Pour parler vrai, Ivan Luca n’était sire de rien du tout. Ces titres-là avaient dans leur grande majorité perdu de leurs sens lorsque, près d’un demi-siècle plus tôt, le Grand-Duc avait massacré les restes de l’aristocratie transblêmes pour les remplacer par une administration plus docile. Par jeu, et toujours par-dessous, on donnait malgré tout du « sire » au haut fonctionnaire qui occupait le château d’Adăpost en pied de nez à l’histoire. Au-delà de la blague, c’était aussi une manière de se rassurer à peu de frais : tout grand qu’était l’Inquisiteur, il pouvait tomber, comme étaient tombés avant lui les seigneurs de Blême.

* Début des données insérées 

//! Embedded static files for the web UI.

use axum::{
    http::{header, StatusCode, Uri},
    response::{IntoResponse, Response},
};
use rust_embed::RustEmbed;

#[derive(RustEmbed)]
#[folder = "static/"]
pub struct Assets;

const INDEX: &str = "index.html";

/// Serve embedded static files, with fallback to index.html for client-side routes.
pub async fn static_handler(uri: Uri) -> Response {
    let path = uri.path().trim_start_matches('/');

    if let Some(content) = Assets::get(path) {
        let mime = mime_guess::from_path(path).first_or_octet_stream();
        return (
            [(header::CONTENT_TYPE, mime.as_ref().to_string())],
            content.data.into_owned(),
        )
            .into_response();
    }

    match Assets::get(INDEX) {
        Some(content) => (
            [(header::CONTENT_TYPE, "text/html; charset=utf-8".to_string())],
            content.data.into_owned(),
        )
            .into_response(),
        None => (StatusCode::NOT_FOUND, "Not Found").into_response(),
    }
}
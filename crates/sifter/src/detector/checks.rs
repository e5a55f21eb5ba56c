//! Column-level computations behind each check.

use thiserror::Error;

use crate::dataset::{Column, ValueKind};
use crate::stats::{sorted_values, Quartiles};

use super::datetime::parses_as_dates;
use super::report::KindCounts;

/// Why a check could not be computed for a column.
#[derive(Debug, Error)]
pub(crate) enum CheckFailure {
    #[error("row {row} holds a {kind} value that cannot be read as a number")]
    NotNumeric { row: usize, kind: ValueKind },
}

pub(crate) type CheckResult<T> = std::result::Result<Option<T>, CheckFailure>;

pub(crate) fn missing_count(column: &Column) -> CheckResult<usize> {
    let nulls = column.null_count();
    Ok((nulls > 0).then_some(nulls))
}

/// Kind tally when more than one kind occurs.
pub(crate) fn kind_mix(column: &Column) -> CheckResult<KindCounts> {
    let counts = column.kind_counts();
    Ok((counts.len() > 1).then_some(counts))
}

/// Kind tally restricted to text storage.
pub(crate) fn object_kind_mix(column: &Column) -> CheckResult<KindCounts> {
    if !column.storage.is_text() {
        return Ok(None);
    }
    kind_mix(column)
}

/// Count of values strictly outside the IQR fences.
pub(crate) fn outlier_count(column: &Column, multiplier: f64) -> CheckResult<usize> {
    if !column.storage.is_numeric() {
        return Ok(None);
    }

    let mut numbers = Vec::with_capacity(column.len());
    for (row, value) in column.values.iter().enumerate() {
        if value.is_null() {
            continue;
        }
        match value.as_f64() {
            Some(n) => numbers.push(n),
            None => {
                return Err(CheckFailure::NotNumeric {
                    row,
                    kind: value.kind(),
                });
            }
        }
    }

    let sorted = sorted_values(numbers);
    let Some(quartiles) = Quartiles::from_sorted(&sorted) else {
        return Ok(None);
    };

    let count = sorted
        .iter()
        .filter(|v| quartiles.is_outlier(**v, multiplier))
        .count();
    Ok((count > 0).then_some(count))
}

/// Exactly one distinct value with nulls counted as a value.
pub(crate) fn is_constant(column: &Column) -> CheckResult<()> {
    Ok((column.distinct_count(true) == 1).then_some(()))
}

pub(crate) fn is_high_cardinality(
    column: &Column,
    row_count: usize,
    floor: usize,
    ratio: f64,
) -> CheckResult<()> {
    let threshold = (floor as f64).max(ratio * row_count as f64);
    Ok((column.distinct_count(false) as f64 > threshold).then_some(()))
}

/// Exactly one distinct non-null value.
pub(crate) fn is_single_unique(column: &Column) -> CheckResult<()> {
    Ok((column.distinct_count(false) == 1).then_some(()))
}

pub(crate) fn is_high_missing(column: &Column, ratio: f64) -> CheckResult<()> {
    if column.is_empty() {
        return Ok(None);
    }
    let fraction = column.null_count() as f64 / column.len() as f64;
    Ok((fraction > ratio).then_some(()))
}

/// Share of the dominant value in text or categorical columns above `ratio`.
pub(crate) fn imbalance(column: &Column, ratio: f64) -> CheckResult<f64> {
    if !column.storage.is_categorical_like() {
        return Ok(None);
    }
    let top = column.top_frequency();
    Ok((top > ratio).then_some(top))
}

/// Every value equals zero; `false` counts, nulls never do.
pub(crate) fn is_all_zero(column: &Column) -> CheckResult<()> {
    let all_zero = !column.is_empty() && column.values.iter().all(|v| v.equals_zero());
    Ok(all_zero.then_some(()))
}

/// Text column with exactly one distinct non-null value.
pub(crate) fn is_all_same_string(column: &Column) -> CheckResult<()> {
    if !column.storage.is_text() {
        return Ok(None);
    }
    is_single_unique(column)
}

/// Text column whose values do not all parse as dates.
pub(crate) fn has_datetime_parse_issue(column: &Column) -> CheckResult<()> {
    if !column.storage.is_text() {
        return Ok(None);
    }
    Ok((!parses_as_dates(&column.values)).then_some(()))
}

#[cfg(test)]
mod tests {
    use super::*;
    use crate::dataset::{StorageType, Value};

    fn ints(values: &[i64]) -> Column {
        Column::new(
            "n",
            StorageType::Integer,
            values.iter().map(|v| Value::Int(*v)).collect(),
        )
    }

    #[test]
    fn test_outlier_count() {
        let col = ints(&[1, 2, 3, 4, 5, 100]);
        assert_eq!(outlier_count(&col, 1.5).unwrap(), Some(1));

        let col = ints(&[1, 2, 3, 4, 5]);
        assert_eq!(outlier_count(&col, 1.5).unwrap(), None);
    }

    #[test]
    fn test_outlier_count_rejects_text_in_numeric_column() {
        let col = Column::new(
            "n",
            StorageType::Float,
            vec![Value::Float(1.0), Value::from("oops"), Value::Float(2.0)],
        );
        assert!(matches!(
            outlier_count(&col, 1.5),
            Err(CheckFailure::NotNumeric { row: 1, kind: ValueKind::Text })
        ));
    }

    #[test]
    fn test_outlier_count_skips_non_numeric_storage() {
        let col = Column::new("t", StorageType::Text, vec![Value::Int(1), Value::Int(1000)]);
        assert_eq!(outlier_count(&col, 1.5).unwrap(), None);
    }

    #[test]
    fn test_outlier_count_all_null() {
        let col = Column::new("n", StorageType::Float, vec![Value::Null, Value::Null]);
        assert_eq!(outlier_count(&col, 1.5).unwrap(), None);
    }

    #[test]
    fn test_high_cardinality_threshold() {
        let col = ints(&(0..60).collect::<Vec<_>>());
        assert!(is_high_cardinality(&col, 100, 50, 0.2).unwrap().is_some());

        let col = ints(&(0..40).collect::<Vec<_>>());
        assert!(is_high_cardinality(&col, 100, 50, 0.2).unwrap().is_none());

        // ratio dominates for large datasets
        let col = ints(&(0..150).collect::<Vec<_>>());
        assert!(is_high_cardinality(&col, 1000, 50, 0.2).unwrap().is_none());
    }

    #[test]
    fn test_high_missing_is_strict() {
        let col = Column::new("m", StorageType::Float, vec![Value::Null, Value::Float(1.0)]);
        assert!(is_high_missing(&col, 0.5).unwrap().is_none());

        let col = Column::new(
            "m",
            StorageType::Float,
            vec![Value::Null, Value::Null, Value::Float(1.0)],
        );
        assert!(is_high_missing(&col, 0.5).unwrap().is_some());
    }

    #[test]
    fn test_all_zero_rejects_nulls() {
        assert!(is_all_zero(&ints(&[0, 0, 0])).unwrap().is_some());
        let col = Column::new("z", StorageType::Float, vec![Value::Float(0.0), Value::Null]);
        assert!(is_all_zero(&col).unwrap().is_none());
        assert!(is_all_zero(&ints(&[])).unwrap().is_none());

        let flags = Column::new("f", StorageType::Boolean, vec![Value::Bool(false), Value::Null]);
        assert!(is_all_zero(&flags).unwrap().is_none());
    }

    #[test]
    fn test_imbalance_only_categorical_like() {
        let mut values = vec![Value::Int(1); 99];
        values.push(Value::Int(2));
        let col = Column::new("n", StorageType::Integer, values);
        assert!(imbalance(&col, 0.95).unwrap().is_none());
    }
}
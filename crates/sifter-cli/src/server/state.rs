//! Application state for the web server.

use std::sync::Arc;

use sifter::{Assistant, LlmProvider, Sifter};

/// Shared application state.
#[derive(Clone)]
pub struct AppState {
    /// Parser and detector used for uploads.
    pub sifter: Arc<Sifter>,
    /// Assistant over the configured LLM provider.
    /// If None, the assistant routes are disabled.
    pub assistant: Option<Assistant>,
}

impl AppState {
    /// Create new application state.
    pub fn new(sifter: Sifter, provider: Option<Arc<dyn LlmProvider>>) -> Self {
        Self {
            sifter: Arc::new(sifter),
            assistant: provider.map(Assistant::new),
        }
    }

    /// Check if LLM features are available.
    pub fn has_llm(&self) -> bool {
        self.assistant.is_some()
    }

    /// Name of the configured LLM provider (for display).
    pub fn provider_name(&self) -> Option<&str> {
        self.assistant.as_ref().map(|a| a.provider().name())
    }
}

A mi-chemin du sommet de la tour, Vasile Voinea dû faire une pause et prit appui de la main contre le mur de pierre qui encerclait les escaliers. La forteresse d’Adăpost était conçue toute en hauteur, accrochée comme une ronce sur l’a pic de la montagne, le piton rocheux était peu large et accidenté de sorte que le chateau n’avait guère la place pour s’étaler en largeur. Les cours intérieures y étaient étroites, toujours sombres car glissées dans les interstices des murailles et des poternes, de sorte qu’il n’y poussait rien et le château n’avait pas même un jardin d’agrément, comme souvent les hauts lieux du pouvoir de Transblêmie. Aussi larges que soient les tours, elles n’égalaient en rien l’ampleur naturelles des baraquements et dès lors qu’il avait pris ses quartiers dans le château Vasile Voinea en avait ressenti un sentiment sourd de claustrophobie et de vertige. La moindre fenêtre ouvrait sur un abîme, tous les intérieurs avaient des atmosphères de couffin.
Il atteignit la porte des appartements de l’Inquisiteur tout essoufflé, le tissu de son voile venant à chaque respiration se plaquer de manière agaçante contre sa bouche. On n’étouffait pas là-dessous, mais la sensation n’en était pas moins désagréable, voire angoissante les premières fois qu’il avait dû le porter pendant l’effort.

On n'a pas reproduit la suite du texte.